Hospitals have to use the 10 Point Pain Scale because it is mandated by JCAHO, the hospital accreditation body.  But JCAHO has no authority over jails and prisons. We don’t have to use it and I personally think we practitioners of Correctional Medicine are better off without it.

I used the 10 Point Pain Scale quite a lot when I worked in a busy Emergency Department, both because I had to (it was a JCAHO mandate) and because it can be useful in an ER setting.  The 10 Point Pain Scale is not bad at evaluating acute pain, like the pain from appendicitis or a broken leg.  However, it is not as useful when evaluating chronic pain like what we see in corrections.

Even in an ER setting, I noticed problems with the 10-Point Pain Scale.  First, it is entirely subjective.  In other words, patients say a number and there is no objective way to know if they are being honest or not.  In the ER, I suspected that many patients inflated their numbers.  For example:

My pain is 13-out-of-10.”

My abdominal pain is 10-out-of-10 (said while the patient was eating Cheetos).”

The 10 Point Pain Scale is more useful evaluating responses to therapy via changes in the pain scale.  So if a patient tells me that he has 10-out-of-10 pain, I may not be exactly sure what that means.  But if he later tells me that his pain now is 8-out-of-10, I know that he has improved.  But even that did not happen all of the time.

I had cases where I would treat patients with IV Dilaudid, say, until they were asleep.  Yet when the nurse woke them to ask about their pain, the patient would say (with slurred words) “itsh shtill a ten.”  Should I have given more Dilaudid based on that report of 10-out-of-10 pain?  Of course not!

Let me give an example from the other end of the spectrum.  Tough, stoic cowboy-types would come to the ER with long bone fractures and would rate their pain a “2-out-of-10.”  Do I then use Tylenol instead of IV narcotics to treat the pain from this femur fracture?  Again, of course not.

Finally, what do I do with a patient who rates her pain high–say 9 out of 10–but refuses narcotic pain medication?  Don’t laugh, that actually happens!  Some people are tough and can handle pain better than others.  Others would rather have pain than be gorked by pain meds.

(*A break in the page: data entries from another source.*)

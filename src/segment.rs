//! Ties the page codec, layout planner, append buffer, flusher, file handle
//! manager, and reader together into the single externally-facing type:
//! one write-ahead-log segment.

use std::path::{Path, PathBuf};
use std::sync::atomic::{AtomicBool, Ordering};
use std::sync::{Arc, OnceLock};

use crate::buffer::AppendBuffer;
use crate::config::SegmentConfig;
use crate::error::{Result, SegmentError};
use crate::file_handle::FileHandleManager;
use crate::flusher::Flusher;
use crate::host::SegmentHost;
use crate::identity::{self, parse_segment_order};
use crate::lsn::Lsn;
use crate::page::{self, PAGE_SIZE, RECORDS_OFFSET};
use crate::reader::Reader;

struct SegmentState {
    buffer: Arc<AppendBuffer>,
    flusher: Arc<Flusher>,
    reader: Reader,
}

/// A single WAL segment file.
///
/// Construct with [`Segment::open`], then call [`Segment::init`] once
/// before any append or read — `init` performs the torn-tail self-check
/// and recovery scan, and starts the background flush task.
pub struct Segment {
    order: u64,
    path: PathBuf,
    config: SegmentConfig,
    host: Arc<dyn SegmentHost>,
    file: Arc<FileHandleManager>,
    state: OnceLock<SegmentState>,
    closed: AtomicBool,
    flush_stopped: AtomicBool,
}

impl Segment {
    /// Construct a segment bound to `path`. Does no I/O; call `init` before
    /// using it.
    pub fn open(path: impl Into<PathBuf>, config: SegmentConfig, host: Arc<dyn SegmentHost>) -> Result<Self> {
        let path = path.into();
        let order = parse_segment_order(&path)?;
        let file = FileHandleManager::new(path.clone(), config.file_ttl);
        Ok(Self {
            order,
            path,
            config,
            host,
            file,
            state: OnceLock::new(),
            closed: AtomicBool::new(false),
            flush_stopped: AtomicBool::new(false),
        })
    }

    /// Build the file name for a segment with the given ordinal under
    /// `prefix` (e.g. `"wal"` yields `wal.<order>.wal`).
    pub fn file_name(prefix: &str, order: u64) -> String {
        identity::segment_file_name(prefix, order)
    }

    /// Truncate any torn tail left by a crash, compute `filled_up_to` from
    /// the last whole page, scan forward to recover the last appended LSN,
    /// and start the background flusher. Must be called exactly once.
    pub async fn init(&self) -> Result<()> {
        if self.state.get().is_some() {
            return Err(SegmentError::InvalidState(
                "init() called more than once".into(),
            ));
        }

        let truncated_len = self.self_check()?;
        let page_size = PAGE_SIZE as u64;
        let pages = truncated_len / page_size;

        let filled_up_to = if pages == 0 {
            RECORDS_OFFSET as u64
        } else {
            let mut last_page = page::new_page();
            self.file.with_file(|f| {
                use std::io::{Read, Seek, SeekFrom};
                f.seek(SeekFrom::Start((pages - 1) * page_size))?;
                f.read_exact(&mut last_page)
            })?;
            if page::verify_page(&last_page) {
                (pages - 1) * page_size + (page_size - page::free_space(&last_page) as u64)
            } else {
                pages * page_size + RECORDS_OFFSET as u64
            }
        };

        let buffer = Arc::new(AppendBuffer::new(self.order, filled_up_to, None));
        let flusher = Arc::new(Flusher::start(
            buffer.clone(),
            self.file.clone(),
            self.host.clone(),
            self.config.clone(),
        ));
        let reader = Reader::new(self.order, self.file.clone(), buffer.clone(), flusher.clone());

        if filled_up_to > RECORDS_OFFSET as u64 {
            let mut last_seen: Option<Lsn> = None;
            let mut trusted_end = RECORDS_OFFSET as u64;
            let mut cursor = reader.begin()?;

            while let Some(lsn) = cursor {
                match reader.record_end(lsn).await {
                    Ok(end) => {
                        last_seen = Some(lsn);
                        trusted_end = end;
                        cursor = (end < filled_up_to).then(|| Lsn::new(self.order, end));
                    }
                    Err(SegmentError::PageBroken(page_index)) => {
                        tracing::warn!(
                            path = %self.path.display(),
                            page = page_index,
                            "recovery scan stopped at first unreadable record; \
                             truncating filled_up_to to the last known-good record"
                        );
                        buffer.set_filled_up_to(trusted_end);
                        cursor = None;
                    }
                    Err(err) => return Err(err),
                }
            }
            buffer.set_last(last_seen);
        }

        self.file.set_active(true);

        self.state
            .set(SegmentState {
                buffer,
                flusher,
                reader,
            })
            .map_err(|_| SegmentError::InvalidState("init() raced with itself".into()))?;

        Ok(())
    }

    /// Truncate a torn tail (a partial final page left by a crash) to the
    /// last whole page. Returns the resulting file length.
    fn self_check(&self) -> Result<u64> {
        let len = self.file.with_file(|f| f.metadata().map(|m| m.len()))?;
        let page_size = PAGE_SIZE as u64;
        let remainder = len % page_size;
        if remainder != 0 {
            let truncated = len - remainder;
            tracing::warn!(
                path = %self.path.display(),
                from = len,
                to = truncated,
                "truncating torn tail left by a prior crash"
            );
            self.file.with_file(|f| {
                f.set_len(truncated)?;
                Ok(())
            })?;
            Ok(truncated)
        } else {
            Ok(len)
        }
    }

    fn state(&self) -> Result<&SegmentState> {
        self.state.get().ok_or_else(|| {
            SegmentError::InvalidState("segment not initialized; call init() first".into())
        })
    }

    pub fn order(&self) -> u64 {
        self.order
    }

    pub fn path(&self) -> &Path {
        &self.path
    }

    pub fn filled_up_to(&self) -> Result<u64> {
        Ok(self.state()?.buffer.filled_up_to())
    }

    /// Append `payload`, returning its assigned LSN. Synchronously flushes
    /// if the append buffer has grown beyond `max_pages_cached` pages ahead
    /// of the last durably-written position.
    pub async fn append(&self, payload: Vec<u8>) -> Result<Lsn> {
        if self.closed.load(Ordering::Acquire) {
            return Err(SegmentError::InvalidState("segment is closed".into()));
        }
        if payload.len() > u32::MAX as usize {
            return Err(SegmentError::InvalidArgument(
                "record payload exceeds the maximum representable chunk length".into(),
            ));
        }

        let state = self.state()?;
        let (lsn, _placement) = state.buffer.append(payload);

        let written_pos = self.host.written_lsn().map(|l| l.position).unwrap_or(0);
        let pages_ahead = state.buffer.pages_ahead_of(written_pos);
        if pages_ahead as usize > self.config.max_pages_cached {
            state.flusher.flush().await?;
            self.host.increment_cache_overflow_count();
        }

        Ok(lsn)
    }

    /// Force a flush of every record appended so far.
    pub async fn flush(&self) -> Result<()> {
        if self.flush_stopped.load(Ordering::Acquire) {
            return Err(SegmentError::InvalidState(
                "flush executor has been stopped".into(),
            ));
        }
        self.state()?.flusher.flush().await
    }

    pub async fn read_record(&self, lsn: Lsn) -> Result<Option<Arc<Vec<u8>>>> {
        self.state()?.reader.read_record(lsn).await
    }

    pub async fn next_lsn(&self, lsn: Lsn) -> Result<Option<Lsn>> {
        self.state()?.reader.next_lsn(lsn).await
    }

    pub fn begin(&self) -> Result<Option<Lsn>> {
        self.state()?.reader.begin()
    }

    pub fn end(&self) -> Result<Option<Lsn>> {
        Ok(self.state()?.reader.end())
    }

    pub fn read_flushed_lsn(&self) -> Option<Lsn> {
        self.host.flushed_lsn()
    }

    /// The background flusher is started by `init`; calling this again is
    /// a harmless no-op unless it was previously stopped, in which case it
    /// errors — restarting a stopped flusher is not supported.
    pub fn start_flush(&self) -> Result<()> {
        self.state()?;
        if self.flush_stopped.load(Ordering::Acquire) {
            return Err(SegmentError::InvalidState(
                "flush executor was stopped and cannot be restarted".into(),
            ));
        }
        Ok(())
    }

    /// Stop the background flush executor, optionally running one final
    /// flush first.
    pub async fn stop_flush(&self, flush: bool) -> Result<()> {
        let state = self.state()?;
        state.flusher.stop(flush).await?;
        self.flush_stopped.store(true, Ordering::Release);
        self.file.set_active(false);
        Ok(())
    }

    /// Close the segment: stop the flusher (optionally flushing first) and
    /// release the backing file handle. Idempotent.
    pub async fn close(&self, flush: bool) -> Result<()> {
        if self.closed.swap(true, Ordering::AcqRel) {
            return Ok(());
        }
        if !self.flush_stopped.load(Ordering::Acquire) {
            self.stop_flush(flush).await?;
        }
        self.file.close();
        Ok(())
    }

    /// Close and unlink the segment file, retrying the unlink a few times
    /// on transient failures.
    pub async fn delete(&self, flush: bool) -> Result<()> {
        self.close(flush).await?;
        let mut last_err = None;
        for attempt in 0..3 {
            match tokio::fs::remove_file(&self.path).await {
                Ok(()) => return Ok(()),
                Err(err) if err.kind() == std::io::ErrorKind::NotFound => return Ok(()),
                Err(err) => {
                    last_err = Some(err);
                    if attempt < 2 {
                        tokio::time::sleep(std::time::Duration::from_millis(20 * (attempt + 1))).await;
                    }
                }
            }
        }
        Err(last_err.expect("loop always sets last_err before exhausting retries").into())
    }
}

impl PartialEq for Segment {
    fn eq(&self, other: &Self) -> bool {
        self.order == other.order
    }
}
impl Eq for Segment {}

impl PartialOrd for Segment {
    fn partial_cmp(&self, other: &Self) -> Option<std::cmp::Ordering> {
        Some(self.cmp(other))
    }
}

impl Ord for Segment {
    fn cmp(&self, other: &Self) -> std::cmp::Ordering {
        self.order.cmp(&other.order)
    }
}
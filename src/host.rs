//! The capability boundary a segment consumes from the outer `WriteAheadLog`
//! object that owns the full segment set, checkpoint policy, and free-space
//! accounting. Expressed as a trait so a segment can be exercised in
//! isolation against a fake implementation.

use crate::lsn::Lsn;

/// Collaborator interface a segment calls back into: commit-delay policy,
/// free-space housekeeping, and publication points for the durable
/// watermarks the rest of the WAL tracks.
pub trait SegmentHost: Send + Sync {
    /// Milliseconds between background flush ticks; 0 disables the
    /// periodic flusher (callers must flush explicitly).
    fn commit_delay_ms(&self) -> u64;

    /// Called once after every completed flush, successful or not, so the
    /// outer WAL can run free-space housekeeping.
    fn check_free_space(&self);

    fn written_lsn(&self) -> Option<Lsn>;
    fn set_written_lsn(&self, lsn: Lsn);
    fn flushed_lsn(&self) -> Option<Lsn>;
    fn set_flushed_lsn(&self, lsn: Lsn);

    /// Called whenever an append synchronously triggers a flush because the
    /// append buffer exceeded its configured page-cache budget.
    fn increment_cache_overflow_count(&self);
}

In the end, even using the 10 Point Pain Scale, ER doctors still have to rely on their clinical judgment.  Yet that means there will be discrepancies between what the patient says his pain is and how it is treated.  Let’s say the nurse dutifully records in the medical record that the patient says his pain is 10-out-of-10, but, based on my clinical judgment, I do not give pain medication.  Later, when the medical record is reviewed by JCAHO, a hospital committee or a plaintiff’s attorney, I look like an uncaring sadist:  “My client was crying out that his pain was as bad as pain could possibly be and you did nothing, Doctor?”

And those are just the problems when the 10-Point Pain Scale is used to evaluate acute pain in ERs.  It is even worse when used to evaluate chronic pain in Correctional Medicine clinics.  Chronic pain patients tend more than acute pain patients to rate their pain 10 out of 10 and to admit to little change.  There is also more discrepancy between what chronic patients say (The pain is 10 out of 10) and what they do.  For example, consider the patient I actually had in one of my jails who told me in clinic that his chronic back pain was 10/10 in intensity.  Later in the day, I looked into the recreation area just in time to see this patient perform a perfect basketball reverse layup.  This did not mean that this patient did not have back pain at all—he probably really did–but it did mean that he probably did not have true “10 out of 10” pain.  It also meant that I could not trust this patient’s subjective pain scale scores.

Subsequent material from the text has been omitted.